Everything is different in the live music experience, and it’s an incredibly exciting time for music fans. When I think about how the business has evolved and the music cycle, I go back to how things were when I first got into the industry. When I started out, you would have to go to the local record store to learn about new music. You had to have either NME or one of the credible music rags. You also had to buy imports and have to really go out and seek information. Then, you would have to wait for the record to drop. Now, you’re connecting directly with the band, the cycles are pretty much the walls between recording cycles are down, content is being put out on a non-stop basis.
From a live music perspective, you’re no longer just waiting for that once-every-three-year tour date to roll through your town. We’re looking at a generation now that really values experiences over material items.
The music festival concept has been going on for many years both here and overseas. With Perry Farrell starting Lollapalooza and the way Coachella and Bonnaroo have really blown in up, music festivals have become a real rite of passage for young music fans.
And for young artists too.
It’s great exposure and provides opportunities for them. And there are two large live music companies with tremendous buying power out there, AEG and Live Nation, so we needed to find a niche from the beginning.
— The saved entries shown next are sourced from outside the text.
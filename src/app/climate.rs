//! Climate control loop — HVAC indicator control from temperature.
//!
//! Runs once per 1 s tick. Each cycle classifies the latest reading
//! against the fixed thresholds from scratch; nothing carries over from
//! the previous cycle, so the observable behaviour is a pure function of
//! the reading.
//!
//! The band `low < t <= high` (21–24 °C) matches no branch: actuators and
//! report are left untouched for that cycle ([`HvacAction::Hold`]).

use log::{debug, info};

use crate::config::SystemConfig;

use super::ports::{ClimateSensorPort, FrameLink, Indicator, IndicatorPort};
use super::reporter::{self, ClimateDecision};
use super::state::SystemState;

/// What one cycle decided to do with the HVAC pair.
///
/// Derived fresh from each reading; never stored.
#[derive(Debug, Clone, Copy, PartialEq, Eq)]
pub enum HvacAction {
    /// Above the high threshold: cooling on, heating off.
    Cool,
    /// Below the heat threshold: heating on, cooling off.
    Heat,
    /// Within the comfortable band at or below the low threshold: both off.
    AllOff,
    /// Dead band between low and high: leave actuators and report as-is.
    Hold,
}

/// Periodic hysteresis controller for the HVAC indicator pair.
pub struct ClimateController {
    high_temp_c: f32,
    low_temp_c: f32,
    heat_temp_c: f32,
}

impl ClimateController {
    pub fn new(config: &SystemConfig) -> Self {
        Self {
            high_temp_c: f32::from(config.high_temp_c),
            low_temp_c: f32::from(config.low_temp_c),
            heat_temp_c: f32::from(config.heat_temp_c),
        }
    }

    /// Classify a temperature reading. Branch precedence is fixed:
    /// `> high` wins, then `< heat`, then `<= low`; what is left over is
    /// the dead band.
    pub fn classify(&self, temperature_c: f32) -> HvacAction {
        if temperature_c > self.high_temp_c {
            HvacAction::Cool
        } else if temperature_c < self.heat_temp_c {
            HvacAction::Heat
        } else if temperature_c <= self.low_temp_c {
            HvacAction::AllOff
        } else {
            HvacAction::Hold
        }
    }

    /// Run one full climate cycle: enable check → read → classify →
    /// actuate → report.
    ///
    /// The `hw` parameter satisfies **both** [`ClimateSensorPort`] and
    /// [`IndicatorPort`] — this avoids a double mutable borrow while
    /// keeping the port boundary explicit.
    pub fn tick(
        &mut self,
        state: &SystemState,
        hw: &mut (impl ClimateSensorPort + IndicatorPort),
        link: &mut impl FrameLink,
    ) {
        if !state.is_enabled() {
            // Zeroed report, actuators untouched.
            reporter::report_humidity(link, 0.0);
            reporter::report_climate(
                link,
                &ClimateDecision {
                    temperature_c: 0.0,
                    cooling: false,
                    heating: false,
                },
            );
            return;
        }

        let reading = match hw.read() {
            Ok(r) => r,
            Err(e) => {
                // Transient miss: skip actuation and reporting, the next
                // tick retries naturally.
                debug!("climate: sensor read failed ({e}), skipping cycle");
                return;
            }
        };

        reporter::report_humidity(link, reading.humidity_pct);

        let (cooling, heating) = match self.classify(reading.temperature_c) {
            HvacAction::Cool => {
                info!("climate: {:.2} °C above comfort band, cooling on", reading.temperature_c);
                (true, false)
            }
            HvacAction::Heat => {
                info!("climate: {:.2} °C below comfort band, heating on", reading.temperature_c);
                (false, true)
            }
            HvacAction::AllOff => {
                info!("climate: {:.2} °C in comfort band, HVAC off", reading.temperature_c);
                (false, false)
            }
            HvacAction::Hold => return,
        };

        hw.set_indicator(Indicator::Cooling, cooling);
        hw.set_indicator(Indicator::Heating, heating);

        reporter::report_climate(
            link,
            &ClimateDecision {
                temperature_c: reading.temperature_c,
                cooling,
                heating,
            },
        );
    }
}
AJ’s concept really started from the fan’s perspective. We put ourselves in the position of a fan and asked, “Where would I like to experience music like this if I don’t want to be in a large field where it’s pretty hot with 80,000 people?” That’s how the beach concept came about. We thought, “Wouldn’t it be great to see this at the beach?” And that concept in and of itself is great, but there’s another thing that makes the business more attractive for us and the barriers to enter that much harder, and that is, it’s really hard to do.
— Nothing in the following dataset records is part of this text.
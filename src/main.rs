//! CareClimate Firmware — Main Entry Point
//!
//! Ports-and-adapters architecture with two cooperative control-loop tasks.
//!
//! ```text
//! ┌──────────────────────────────────────────────────────────────┐
//! │                     Adapters (outer ring)                    │
//! │                                                              │
//! │  ClimateHardware    CurtainHardware    BleLink               │
//! │  (DHT11+LEDs)       (ADC+servo)        (GATT in/out)         │
//! │                                                              │
//! │  ─────────────── Port Trait Boundary ───────────────         │
//! │                                                              │
//! │  ┌────────────────────────────────────────────────────┐      │
//! │  │  ClimateController · CurtainController             │      │
//! │  │  StatusReporter · CommandDispatcher · SystemState  │      │
//! │  └────────────────────────────────────────────────────┘      │
//! │                                                              │
//! │  Timebase (esp_timer ×2) ──▶ wake signals ──▶ loop tasks     │
//! └──────────────────────────────────────────────────────────────┘
//! ```
#![deny(unused_must_use)]

use anyhow::Result;
use log::info;

use careclimate::adapters::ble_link::BleLink;
use careclimate::adapters::hardware::{ClimateHardware, CurtainHardware, PanelIndicators};
use careclimate::app::climate::ClimateController;
use careclimate::app::curtain::CurtainController;
use careclimate::app::dispatcher;
use careclimate::app::state::SYSTEM;
use careclimate::config::{SystemConfig, DEVICE_NAME};
use careclimate::drivers::servo::CurtainServo;
use careclimate::drivers::{hw_init, hw_timer};
use careclimate::pins;
use careclimate::sensors::dht::DhtSensor;
use careclimate::sensors::light::LightSensor;
use careclimate::wake::{CLIMATE_TICK, CURTAIN_TICK};

use edge_executor::LocalExecutor;

// ── Inbound command bridge ────────────────────────────────────
//
// Bluedroid hands every command-characteristic write to this function in
// its own task context. Only the shared atomic flag and stateless GPIO
// writes are touched, so no synchronisation with the loop tasks is needed.

fn on_ble_frame(data: &[u8]) {
    dispatcher::dispatch(&SYSTEM, &mut PanelIndicators::new(), data);
}

// ── Main ──────────────────────────────────────────────────────

fn main() -> Result<()> {
    // ── 1. ESP-IDF bootstrap ──────────────────────────────────
    esp_idf_svc::sys::link_patches();
    esp_idf_logger::init()?;

    info!("CareClimate v{}", env!("CARGO_PKG_VERSION"));

    let config = SystemConfig::default();

    // ── 2. Peripherals ────────────────────────────────────────
    if let Err(e) = hw_init::init_peripherals() {
        // Peripheral init failure is critical — log and halt.
        log::error!("HAL init failed: {} — halting", e);
        #[allow(clippy::empty_loop)]
        loop {}
    }

    // Curtain boots closed; the first enabled cycle takes over from there.
    let mut servo = CurtainServo::new();
    servo.move_to(config.closed_angle_deg);
    info!("curtain: driven to boot-closed position");

    // ── 3. Wireless link ──────────────────────────────────────
    BleLink::start(DEVICE_NAME, on_ble_frame);

    // ── 4. Per-loop hardware and controllers ──────────────────
    let climate_hw = ClimateHardware::new(DhtSensor::new(pins::DHT_DATA_GPIO));
    let curtain_hw = CurtainHardware::new(LightSensor::new(pins::LIGHT_ADC_GPIO), servo);

    let mut climate_ctrl = ClimateController::new(&config);
    let mut curtain_ctrl = CurtainController::new(&config);

    // ── 5. Control loop tasks ─────────────────────────────────
    let ex: LocalExecutor = LocalExecutor::default();

    ex.spawn(async move {
        let mut hw = climate_hw;
        let mut link = BleLink::new();
        loop {
            CLIMATE_TICK.wait().await;
            climate_ctrl.tick(&SYSTEM, &mut hw, &mut link);
        }
    })
    .detach();

    ex.spawn(async move {
        let mut hw = curtain_hw;
        let mut link = BleLink::new();
        loop {
            CURTAIN_TICK.wait().await;
            curtain_ctrl.tick(&SYSTEM, &mut hw, &mut link);
        }
    })
    .detach();

    // ── 6. Timebase ───────────────────────────────────────────
    hw_timer::start_timers(config.climate_period_us, config.curtain_period_us);

    info!("System ready. Entering control loops.");
    futures_lite::future::block_on(ex.run(futures_lite::future::pending::<()>()));

    Ok(())
}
We built a music festival on the beach with the idea of leaving no carbon footprint and no waste. It’s so incredibly important and so hard to do. Creating an event within four walls or in a parking lot is a lot easier. Our specialty is creating events that are really hard to do in destination locations, and that is different from what everyone else is doing.
And just to go back to the artist: What makes an artist more suited to a destination festival than a more traditional type of music festival? Are artists participating in your music festivals different from those participating in others?
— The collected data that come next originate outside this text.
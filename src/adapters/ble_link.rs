//! BLE wire link adapter.
//!
//! Implements [`FrameLink`] — outbound status frames go out as GATT
//! notifications; inbound command frames arrive through a write
//! characteristic and are handed to the registered inbound handler from
//! the Bluedroid callback context.
//!
//! ## cfg gating
//!
//! - **`target_os = "espidf"`**: Bluedroid BLE GATT server via raw
//!   `esp_idf_svc::sys` calls.
//! - **all other targets**: an in-memory stub that records sent frames.
//!
//! ## GATT Service Layout
//!
//! | Characteristic | UUID                      | Perms        |
//! |----------------|---------------------------|--------------|
//! | Status frames  | `6c9e0002-…-7b2d4f8a1c5e` | Read+Notify  |
//! | Command frames | `6c9e0003-…-7b2d4f8a1c5e` | Write        |

use log::info;

use crate::app::ports::FrameLink;

// ───────────────────────────────────────────────────────────────
// Constants
// ───────────────────────────────────────────────────────────────

pub const SERVICE_UUID: u128 = 0x6c9e0001_d3a8_4f72_b916_7b2d4f8a1c5e;
pub const CHAR_STATUS: u128 = 0x6c9e0002_d3a8_4f72_b916_7b2d4f8a1c5e;
pub const CHAR_COMMAND: u128 = 0x6c9e0003_d3a8_4f72_b916_7b2d4f8a1c5e;

/// Handler invoked with every inbound command frame, from the Bluedroid
/// callback context.
pub type InboundHandler = fn(&[u8]);

// ── ESP-IDF BLE static state ──────────────────────────────────
//
// Bluedroid callbacks are C function pointers that cannot capture Rust
// closures. These atomics bridge the callback context to the adapter.

#[cfg(target_os = "espidf")]
use core::sync::atomic::{AtomicU32, Ordering as AtomicOrdering};

#[cfg(target_os = "espidf")]
static BLE_GATTS_IF: AtomicU32 = AtomicU32::new(0);
#[cfg(target_os = "espidf")]
static BLE_CONN_ID: AtomicU32 = AtomicU32::new(0);
#[cfg(target_os = "espidf")]
static BLE_SVC_HANDLE: AtomicU32 = AtomicU32::new(0);
#[cfg(target_os = "espidf")]
static BLE_STATUS_CHAR_HANDLE: AtomicU32 = AtomicU32::new(0);
#[cfg(target_os = "espidf")]
static BLE_COMMAND_CHAR_HANDLE: AtomicU32 = AtomicU32::new(0);
#[cfg(target_os = "espidf")]
static BLE_CHAR_STEP: AtomicU32 = AtomicU32::new(0);

// GATTS callbacks run in the Bluedroid task (not ISR), so std Mutex is safe.
#[cfg(target_os = "espidf")]
static INBOUND_HANDLER: std::sync::Mutex<Option<InboundHandler>> = std::sync::Mutex::new(None);

#[cfg(target_os = "espidf")]
fn uuid128_to_esp(uuid: u128) -> esp_idf_svc::sys::esp_bt_uuid_t {
    let mut t: esp_idf_svc::sys::esp_bt_uuid_t = unsafe { core::mem::zeroed() };
    t.len = 16;
    unsafe {
        t.uuid.uuid128 = uuid.to_le_bytes();
    }
    t
}

#[cfg(target_os = "espidf")]
unsafe fn add_gatt_char(svc_handle: u16, uuid: u128, perm: u32, prop: u32) {
    use esp_idf_svc::sys::*;
    let mut char_uuid = uuid128_to_esp(uuid);
    unsafe {
        esp_ble_gatts_add_char(
            svc_handle,
            &mut char_uuid,
            perm as esp_gatt_perm_t,
            prop as esp_gatt_char_prop_t,
            core::ptr::null_mut(),
            core::ptr::null_mut(),
        );
    }
}

#[cfg(target_os = "espidf")]
unsafe fn start_advertising() {
    use esp_idf_svc::sys::*;
    // SAFETY: GAP API call with a fully-initialised parameter struct.
    unsafe {
        let mut adv_params = esp_ble_adv_params_t {
            adv_int_min: 0x20,
            adv_int_max: 0x40,
            adv_type: esp_ble_adv_type_t_ADV_TYPE_IND,
            own_addr_type: esp_ble_addr_type_t_BLE_ADDR_TYPE_PUBLIC,
            channel_map: esp_ble_adv_channel_t_ADV_CHNL_ALL,
            adv_filter_policy: esp_ble_adv_filter_t_ADV_FILTER_ALLOW_SCAN_ANY_CON_ANY,
            ..core::mem::zeroed()
        };
        esp_ble_gap_start_advertising(&mut adv_params);
    }
}

#[cfg(target_os = "espidf")]
unsafe extern "C" fn ble_gap_event_handler(
    event: esp_idf_svc::sys::esp_gap_ble_cb_event_t,
    _param: *mut esp_idf_svc::sys::esp_ble_gap_cb_param_t,
) {
    use esp_idf_svc::sys::*;
    match event {
        esp_gap_ble_cb_event_t_ESP_GAP_BLE_ADV_START_COMPLETE_EVT => {
            log::info!("BLE GAP: advertising started");
        }
        esp_gap_ble_cb_event_t_ESP_GAP_BLE_ADV_STOP_COMPLETE_EVT => {
            log::info!("BLE GAP: advertising stopped");
        }
        _ => {}
    }
}

#[cfg(target_os = "espidf")]
unsafe extern "C" fn ble_gatts_event_handler(
    event: esp_idf_svc::sys::esp_gatts_cb_event_t,
    gatts_if: esp_idf_svc::sys::esp_gatt_if_t,
    param: *mut esp_idf_svc::sys::esp_ble_gatts_cb_param_t,
) {
    use esp_idf_svc::sys::*;

    BLE_GATTS_IF.store(gatts_if as u32, AtomicOrdering::Relaxed);

    match event {
        esp_gatts_cb_event_t_ESP_GATTS_REG_EVT => {
            log::info!("BLE GATTS: app registered (if={})", gatts_if);
            let svc_uuid = uuid128_to_esp(SERVICE_UUID);
            let mut svc_id = esp_gatt_srvc_id_t {
                id: esp_gatt_id_t {
                    uuid: svc_uuid,
                    inst_id: 0,
                },
                is_primary: true,
            };
            unsafe {
                esp_ble_gatts_create_service(gatts_if, &mut svc_id, 8);
            }
        }
        esp_gatts_cb_event_t_ESP_GATTS_CREATE_EVT => {
            let p = unsafe { &(*param).create };
            let svc_handle = p.service_handle;
            BLE_SVC_HANDLE.store(svc_handle as u32, AtomicOrdering::Relaxed);
            log::info!("BLE GATTS: service created (handle={})", svc_handle);
            unsafe {
                esp_ble_gatts_start_service(svc_handle);
                BLE_CHAR_STEP.store(1, AtomicOrdering::Relaxed);
                add_gatt_char(
                    svc_handle,
                    CHAR_STATUS,
                    ESP_GATT_PERM_READ,
                    ESP_GATT_CHAR_PROP_BIT_READ | ESP_GATT_CHAR_PROP_BIT_NOTIFY,
                );
            }
        }
        esp_gatts_cb_event_t_ESP_GATTS_ADD_CHAR_EVT => {
            let p = unsafe { &(*param).add_char };
            let handle = p.attr_handle;
            let svc_handle = BLE_SVC_HANDLE.load(AtomicOrdering::Relaxed) as u16;
            match BLE_CHAR_STEP.load(AtomicOrdering::Relaxed) {
                1 => {
                    BLE_STATUS_CHAR_HANDLE.store(handle as u32, AtomicOrdering::Relaxed);
                    log::info!("BLE GATTS: status char (handle={})", handle);
                    BLE_CHAR_STEP.store(2, AtomicOrdering::Relaxed);
                    unsafe {
                        add_gatt_char(
                            svc_handle,
                            CHAR_COMMAND,
                            ESP_GATT_PERM_WRITE,
                            ESP_GATT_CHAR_PROP_BIT_WRITE | ESP_GATT_CHAR_PROP_BIT_WRITE_NR,
                        );
                    }
                }
                2 => {
                    BLE_COMMAND_CHAR_HANDLE.store(handle as u32, AtomicOrdering::Relaxed);
                    BLE_CHAR_STEP.store(3, AtomicOrdering::Relaxed);
                    log::info!("BLE GATTS: command char (handle={}) — all registered", handle);
                }
                _ => {}
            }
        }
        esp_gatts_cb_event_t_ESP_GATTS_CONNECT_EVT => {
            let p = unsafe { &(*param).connect };
            BLE_CONN_ID.store(u32::from(p.conn_id), AtomicOrdering::Relaxed);
            log::info!("BLE GATTS: client connected (conn_id={})", p.conn_id);
        }
        esp_gatts_cb_event_t_ESP_GATTS_DISCONNECT_EVT => {
            BLE_CONN_ID.store(0, AtomicOrdering::Relaxed);
            log::info!("BLE GATTS: client disconnected");
            // Restart advertising after disconnect.
            unsafe {
                start_advertising();
            }
        }
        esp_gatts_cb_event_t_ESP_GATTS_WRITE_EVT => {
            let p = unsafe { &(*param).write };
            if p.handle as u32 == BLE_COMMAND_CHAR_HANDLE.load(AtomicOrdering::Relaxed) {
                let data = unsafe { core::slice::from_raw_parts(p.value, p.len as usize) };
                if let Ok(handler) = INBOUND_HANDLER.lock() {
                    if let Some(h) = *handler {
                        h(data);
                    }
                }
            }
        }
        _ => {}
    }
}

// ───────────────────────────────────────────────────────────────
// BleLink adapter
// ───────────────────────────────────────────────────────────────

/// Outbound half of the wireless link. Construct one per sending context;
/// all instances notify through the same GATT characteristic.
pub struct BleLink {
    #[cfg(not(target_os = "espidf"))]
    sent: Vec<String>,
}

impl BleLink {
    pub fn new() -> Self {
        Self {
            #[cfg(not(target_os = "espidf"))]
            sent: Vec::new(),
        }
    }

    /// Bring up the Bluedroid stack, register the GATT service, and start
    /// advertising. `on_receive` is invoked for every inbound command
    /// frame. Call once at boot.
    #[cfg(target_os = "espidf")]
    pub fn start(device_name: &str, on_receive: InboundHandler) {
        use esp_idf_svc::sys::*;

        if let Ok(mut handler) = INBOUND_HANDLER.lock() {
            *handler = Some(on_receive);
        }

        // SAFETY: one-shot stack bring-up from the main task, before the
        // control loops start.
        unsafe {
            // Release classic BT memory (BLE-only mode saves ~30 KB).
            esp_bt_controller_mem_release(esp_bt_mode_t_ESP_BT_MODE_CLASSIC_BT);

            let mut bt_cfg = esp_bt_controller_config_t::default();
            let ret = esp_bt_controller_init(&mut bt_cfg);
            if ret != ESP_OK as i32 {
                log::error!("BLE: bt_controller_init failed ({}) — link disabled", ret);
                return;
            }
            let ret = esp_bt_controller_enable(esp_bt_mode_t_ESP_BT_MODE_BLE);
            if ret != ESP_OK as i32 {
                log::error!("BLE: bt_controller_enable failed ({}) — link disabled", ret);
                return;
            }
            if esp_bluedroid_init() != ESP_OK as i32 || esp_bluedroid_enable() != ESP_OK as i32 {
                log::error!("BLE: bluedroid bring-up failed — link disabled");
                return;
            }

            esp_ble_gap_register_callback(Some(ble_gap_event_handler));
            esp_ble_gatts_register_callback(Some(ble_gatts_event_handler));
            esp_ble_gatts_app_register(0);

            let mut name: heapless::Vec<u8, 32> = heapless::Vec::new();
            let _ = name.extend_from_slice(device_name.as_bytes());
            let _ = name.push(0);
            esp_ble_gap_set_device_name(name.as_ptr() as *const _);

            start_advertising();
        }

        info!("BLE(espidf): stack initialized, advertising as '{}'", device_name);
    }

    #[cfg(not(target_os = "espidf"))]
    pub fn start(device_name: &str, _on_receive: InboundHandler) {
        info!(
            "BLE(sim): advertising '{}' (service {:032x})",
            device_name, SERVICE_UUID
        );
    }

    /// Frames recorded by the sim stub, oldest first.
    #[cfg(not(target_os = "espidf"))]
    pub fn sent_frames(&self) -> &[String] {
        &self.sent
    }
}

impl Default for BleLink {
    fn default() -> Self {
        Self::new()
    }
}

impl FrameLink for BleLink {
    #[cfg(target_os = "espidf")]
    fn send(&mut self, frame: &str) {
        use esp_idf_svc::sys::*;
        let handle = BLE_STATUS_CHAR_HANDLE.load(AtomicOrdering::Relaxed);
        let conn = BLE_CONN_ID.load(AtomicOrdering::Relaxed);
        if handle == 0 || conn == 0 {
            // No subscriber — best-effort link, frame dropped.
            return;
        }
        // SAFETY: handles were recorded by the GATTS callback; the payload
        // pointer is only read for the duration of the call.
        unsafe {
            esp_ble_gatts_send_indicate(
                BLE_GATTS_IF.load(AtomicOrdering::Relaxed) as u8,
                conn as u16,
                handle as u16,
                frame.len() as u16,
                frame.as_ptr() as *mut u8,
                false,
            );
        }
    }

    #[cfg(not(target_os = "espidf"))]
    fn send(&mut self, frame: &str) {
        self.sent.push(frame.to_owned());
    }
}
What I had found is that any time you’re creating a music festival, Year One is the hard one to sell. But we try and really elevate both the fan experience and the artist experience. The general admission experience to our festival feels like the VIP at another festival. At Tortuga, for example, we create a swimming pool on the beach at Tortuga where you’re looking at Kenny Chesney on the main stage with your feet in the water and drinking a Corona.
I think the key difference is that artists will give something a try if the people who they trust tell them it’s a good thing to do. And we’re making promises that we’re actually going to deliver. We pay so much attention to every little detail from the artist’s first experience. For example, they’re not eating crappy food. We put together a pretty eclectic culinary experience. We make it so the artists want to get off their tour bus and mingle. We vibe out the catering area. We don’t just have a tent. We decorate it and make it loungey and really fun. We make sure there are really ample opportunities for artists to relax and unwind.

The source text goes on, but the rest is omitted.